→ TASK STATEMENT
The line containing "lexical shapes of" marks the end: quote every line from the start of the records below through it, word for word.

-- INFORMATION SUPPLIED follows --

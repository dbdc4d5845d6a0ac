//! Core tokenization
//!
//!     Tokenization happens in two layers. A vanilla `logos` lexer ([`RawToken`]) recognizes the
//!     lexical shapes of the language: names, numbers, string literals, operators, brackets,
//!     comments, whitespace, line breaks and explicit continuations. It knows nothing about
//!     lines or nesting.
//!
//!     The [`Tokenizer`] adapter wraps it and adds the line-level knowledge:
//!
//!         - The leading whitespace of a code line at bracket depth 0 becomes an `Indentation`
//!           token, emitted even when empty, so every logical line starts with one.
//!         - A line break ends a statement (`Newline`) only at depth 0 on a line that carries
//!           code. Blank lines, comment-only lines and breaks inside brackets produce `Nl`.
//!         - Whitespace right before a line break (or the end of input) is dropped, and so is
//!           trailing whitespace inside comments. Whitespace inside string literals is part of
//!           the literal and stays.
//!         - Bracket nesting is tracked so mismatched closers fail early.
//!
//!     The adapter is lazy and single-pass: it pulls raw tokens on demand and cannot be
//!     restarted. Collect it if the tokens are needed more than once.

use super::common::TokenizeError;
use super::source::SourceText;
use crate::py::ast::range::{Position, SourceLocation};
use crate::py::token::{Token, TokenKind};
use logos::{Lexer, Logos};
use std::collections::VecDeque;
use std::iter::FusedIterator;
use std::ops::Range as ByteRange;

/// Lexical shapes recognized by the logos scanner
#[derive(Logos, Debug, Clone, Copy, PartialEq, Eq)]
pub enum RawToken {
    #[regex(r"[ \t\x0c]+")]
    Whitespace,

    #[token("\n")]
    Newline,

    #[token("\\\n")]
    Continuation,

    #[regex(r"#[^\n]*")]
    Comment,

    #[regex(r"[\p{L}\p{Nl}_][\p{L}\p{Nl}\p{Mn}\p{Mc}\p{Nd}\p{Pc}]*")]
    Name,

    #[regex(r"[0-9](_?[0-9])*(\.([0-9](_?[0-9])*)?)?([eE][+-]?[0-9](_?[0-9])*)?[jJ]?")]
    #[regex(r"\.[0-9](_?[0-9])*([eE][+-]?[0-9](_?[0-9])*)?[jJ]?")]
    #[regex(r"0[xX](_?[0-9a-fA-F])+")]
    #[regex(r"0[oO](_?[0-7])+")]
    #[regex(r"0[bB](_?[01])+")]
    Number,

    #[regex(r#"([rRbBuUfF]|[rR][bBfF]|[bBfF][rR])?"([^"\\\n]|\\[^\n]|\\\n)*""#)]
    #[regex(r#"([rRbBuUfF]|[rR][bBfF]|[bBfF][rR])?'([^'\\\n]|\\[^\n]|\\\n)*'"#)]
    #[regex(r#"([rRbBuUfF]|[rR][bBfF]|[bBfF][rR])?""""#, triple_quoted)]
    #[regex(r#"([rRbBuUfF]|[rR][bBfF]|[bBfF][rR])?'''"#, triple_quoted)]
    String,

    #[token("(")]
    #[token("[")]
    #[token("{")]
    Open,

    #[token(")")]
    #[token("]")]
    #[token("}")]
    Close,

    #[token(":")]
    Colon,

    #[token("+")]
    #[token("-")]
    #[token("*")]
    #[token("/")]
    #[token("%")]
    #[token("@")]
    #[token("&")]
    #[token("|")]
    #[token("^")]
    #[token("~")]
    #[token("<")]
    #[token(">")]
    #[token("=")]
    #[token(".")]
    #[token(",")]
    #[token(";")]
    #[token("**")]
    #[token("//")]
    #[token("<<")]
    #[token(">>")]
    #[token("<=")]
    #[token(">=")]
    #[token("==")]
    #[token("!=")]
    #[token("->")]
    #[token(":=")]
    #[token("...")]
    #[token("+=")]
    #[token("-=")]
    #[token("*=")]
    #[token("/=")]
    #[token("%=")]
    #[token("@=")]
    #[token("&=")]
    #[token("|=")]
    #[token("^=")]
    #[token("**=")]
    #[token("//=")]
    #[token("<<=")]
    #[token(">>=")]
    Operator,
}

/// Consume the body of a triple-quoted literal up to and including its closing delimiter.
///
/// Returns false when the input ends first, which logos reports as an error at the opener.
fn triple_quoted(lex: &mut Lexer<RawToken>) -> bool {
    let slice = lex.slice();
    let delimiter = &slice[slice.len() - 3..];
    let rest = lex.remainder();
    let mut chars = rest.char_indices();
    while let Some((idx, ch)) = chars.next() {
        if ch == '\\' {
            chars.next();
            continue;
        }
        if rest[idx..].starts_with(delimiter) {
            lex.bump(idx + delimiter.len());
            return true;
        }
    }
    false
}

type RawItem = (Result<RawToken, ()>, ByteRange<usize>);

/// Lazy token stream over a normalized source
pub struct Tokenizer<'a> {
    source: &'a str,
    lexer: Lexer<'a, RawToken>,
    location: SourceLocation<'a>,
    peeked: Option<Option<RawItem>>,
    queue: VecDeque<Token>,
    brackets: Vec<(char, Position)>,
    pending_indent: Option<ByteRange<usize>>,
    line_has_code: bool,
    done: bool,
}

impl<'a> Tokenizer<'a> {
    pub fn new(source: &'a SourceText) -> Self {
        let text = source.as_str();
        Self {
            source: text,
            lexer: RawToken::lexer(text),
            location: SourceLocation::new(text),
            peeked: None,
            queue: VecDeque::new(),
            brackets: Vec::new(),
            pending_indent: None,
            line_has_code: false,
            done: false,
        }
    }

    fn next_raw(&mut self) -> Option<RawItem> {
        if let Some(peeked) = self.peeked.take() {
            return peeked;
        }
        self.lexer.next().map(|raw| (raw, self.lexer.span()))
    }

    fn peek_raw(&mut self) -> Option<Result<RawToken, ()>> {
        if self.peeked.is_none() {
            let next = self.lexer.next().map(|raw| (raw, self.lexer.span()));
            self.peeked = Some(next);
        }
        self.peeked
            .as_ref()
            .and_then(|peeked| peeked.as_ref())
            .map(|(raw, _)| *raw)
    }

    fn push(&mut self, kind: TokenKind, span: ByteRange<usize>) {
        let text = &self.source[span.clone()];
        let start = self.location.byte_to_position(span.start);
        let end = self.location.byte_to_position(span.end);
        self.queue.push_back(Token::new(kind, text, span, start, end));
    }

    /// Emit the `Indentation` token that opens a logical line, if this is its first code token
    fn begin_code(&mut self, at: usize) {
        if !self.line_has_code {
            let span = self.pending_indent.take().unwrap_or(at..at);
            self.push(TokenKind::Indentation, span);
            self.line_has_code = true;
        }
    }

    fn advance(&mut self) -> Result<(), TokenizeError> {
        let Some((raw, span)) = self.next_raw() else {
            self.finish();
            return Ok(());
        };
        let raw = raw.map_err(|_| self.lexical_error(span.start))?;

        match raw {
            RawToken::Whitespace => match self.peek_raw() {
                // Trailing whitespace is dropped
                None | Some(Ok(RawToken::Newline)) => {}
                Some(Ok(RawToken::Comment)) => self.push(TokenKind::Whitespace, span),
                _ if !self.line_has_code => self.pending_indent = Some(span),
                _ => self.push(TokenKind::Whitespace, span),
            },
            RawToken::Newline => {
                if self.line_has_code && self.brackets.is_empty() {
                    self.push(TokenKind::Newline, span);
                    self.line_has_code = false;
                } else {
                    self.push(TokenKind::Nl, span);
                }
            }
            RawToken::Comment => {
                let text = self.source[span.clone()].trim_end_matches([' ', '\t', '\x0c']);
                let end = span.start + text.len();
                self.push(TokenKind::Comment, span.start..end);
            }
            RawToken::Continuation => {
                self.begin_code(span.start);
                self.push(TokenKind::Continuation, span);
            }
            RawToken::Open => {
                self.begin_code(span.start);
                let ch = self.char_at(span.start);
                let position = self.location.byte_to_position(span.start);
                self.brackets.push((ch, position));
                self.push(TokenKind::OpenBracket, span);
            }
            RawToken::Close => {
                let found = self.char_at(span.start);
                let position = self.location.byte_to_position(span.start);
                match self.brackets.pop() {
                    Some((open, _)) if closing_for(open) == found => {}
                    Some((open, _)) => {
                        return Err(TokenizeError::MismatchedBracket {
                            expected: closing_for(open),
                            found,
                            position,
                        })
                    }
                    None => return Err(TokenizeError::UnmatchedBracket { found, position }),
                }
                self.begin_code(span.start);
                self.push(TokenKind::CloseBracket, span);
            }
            RawToken::Name => self.push_code(TokenKind::Name, span),
            RawToken::Number => self.push_code(TokenKind::Number, span),
            RawToken::String => self.push_code(TokenKind::String, span),
            RawToken::Colon => self.push_code(TokenKind::Colon, span),
            RawToken::Operator => self.push_code(TokenKind::Operator, span),
        }
        Ok(())
    }

    fn push_code(&mut self, kind: TokenKind, span: ByteRange<usize>) {
        self.begin_code(span.start);
        self.push(kind, span);
    }

    fn finish(&mut self) {
        let end = self.source.len();
        let at = self.location.byte_to_position(end);
        self.queue
            .push_back(Token::marker(TokenKind::Endmarker, end, at));
        self.done = true;
    }

    fn char_at(&self, offset: usize) -> char {
        self.source[offset..].chars().next().unwrap_or('\0')
    }

    fn lexical_error(&self, offset: usize) -> TokenizeError {
        let rest = &self.source[offset..];
        let position = self.location.byte_to_position(offset);
        let prefix_len = rest
            .chars()
            .take(2)
            .take_while(|ch| "rRbBuUfF".contains(*ch))
            .count();
        let body = &rest[prefix_len..];

        if body.starts_with("\"\"\"") || body.starts_with("'''") {
            TokenizeError::UnterminatedTripleQuotedString { position }
        } else if body.starts_with('"') || body.starts_with('\'') {
            TokenizeError::UnterminatedString { position }
        } else if rest.starts_with('\\') {
            TokenizeError::StrayContinuation { position }
        } else {
            TokenizeError::UnexpectedCharacter {
                found: self.char_at(offset),
                position,
            }
        }
    }
}

fn closing_for(open: char) -> char {
    match open {
        '(' => ')',
        '[' => ']',
        _ => '}',
    }
}

impl Iterator for Tokenizer<'_> {
    type Item = Result<Token, TokenizeError>;

    fn next(&mut self) -> Option<Self::Item> {
        loop {
            if let Some(token) = self.queue.pop_front() {
                return Some(Ok(token));
            }
            if self.done {
                return None;
            }
            if let Err(err) = self.advance() {
                self.done = true;
                return Some(Err(err));
            }
        }
    }
}

impl FusedIterator for Tokenizer<'_> {}

/// Tokenize a normalized source lazily
pub fn tokenize(source: &SourceText) -> Tokenizer<'_> {
    Tokenizer::new(source)
}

-- INFORMATION SUPPLIED concluded --

→ WRITTEN REPLY
repository dbdc4d5845d6a0ac
//! Core tokenization
//!
//!     Tokenization happens in two layers. A vanilla `logos` lexer ([`RawToken`]) recognizes the
//!     lexical shapes of the language: names, numbers, string literals, operators, brackets,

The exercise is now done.